What are the side effects of whole food plant-based diet? ›

Switching to a plant-based diet, especially if done abruptly, can lead to digestive discomfort. The increased fiber intake from fruits, vegetables, and whole grains can cause gas, bloating, and changes in bowel habits as the gut adjusts to the new dietary pattern.

Why am I constipated on a whole food plant-based diet? ›

You can be plant-based and still constipated.

A plant-based diet lays the foundation for healthy poop (especially when it includes flax and chia seeds), but other factors, such as hormonal changes, play a role. Regular exercise and water help move food through the colon.

How do you stick to a whole food plant-based diet? ›

Make breakfast more about whole grains, like whole-grain toast or oatmeal, than animal products, like eggs, milk and bacon. Eat plant-based until dinner. Add greens like spinach or kale to your daily meals. Swap out meat in a recipe for a plant-based option like black beans or tofu.

What are the negative effects of plant-based food? ›

Switching to a plant-based diet, especially if done abruptly, can lead to digestive discomfort. The increased fiber intake from fruits, vegetables, and whole grains can cause gas, bloating, and changes in bowel habits as the gut adjusts to the new dietary pattern.

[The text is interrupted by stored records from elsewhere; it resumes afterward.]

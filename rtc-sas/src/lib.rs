#![warn(rust_2018_idioms)]
#![allow(dead_code)]

//! Offer/answer negotiation with short authentication strings.
//!
//! Two endpoints exchange session descriptions and ICE candidates over an
//! application-provided signaling channel while an external connection engine
//! does the transport work. Once the remote description is known, its
//! sha-256 certificate fingerprint is turned into a few words from a 256×2
//! word table so the two humans can read them to each other and detect a
//! man-in-the-middle.

pub mod candidate;
pub mod configuration;
pub mod endpoint;
pub mod engine;
pub mod error;
pub mod event;
pub mod fingerprint;
pub mod negotiation;
pub mod sas;
pub mod sdp;
pub mod signal;
pub mod word_table;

What are the cons of Whole foods? ›

Cons
  • Cost and availability. Whole foods tend to be more expensive and difficult to obtain. ...
  • Practicality. Processed foods are more easily available, so adhering to a whole food diet would require more planning and prepping, especially if you are traveling.
  • Overdoing it.

What is an unhealthy plant-based diet? ›

an unhealthful plant-based diet that emphasized consumption of less healthy plant foods, such as fruit juices, refined grains (pasta, white rice, and processed breads and cereals), potatoes (French fries and potato chips), and sugar-sweetened beverages, while reducing the intake of healthy plant foods as well as animal ...

Why am I so tired on a whole food plant-based diet? ›

Lack of Specific Vitamin and Minerals

This is because, for many nutrients involved in preventing fatigue, such as vitamin B12, iron and iodine (18), a little more thought may be needed to reach your daily requirements.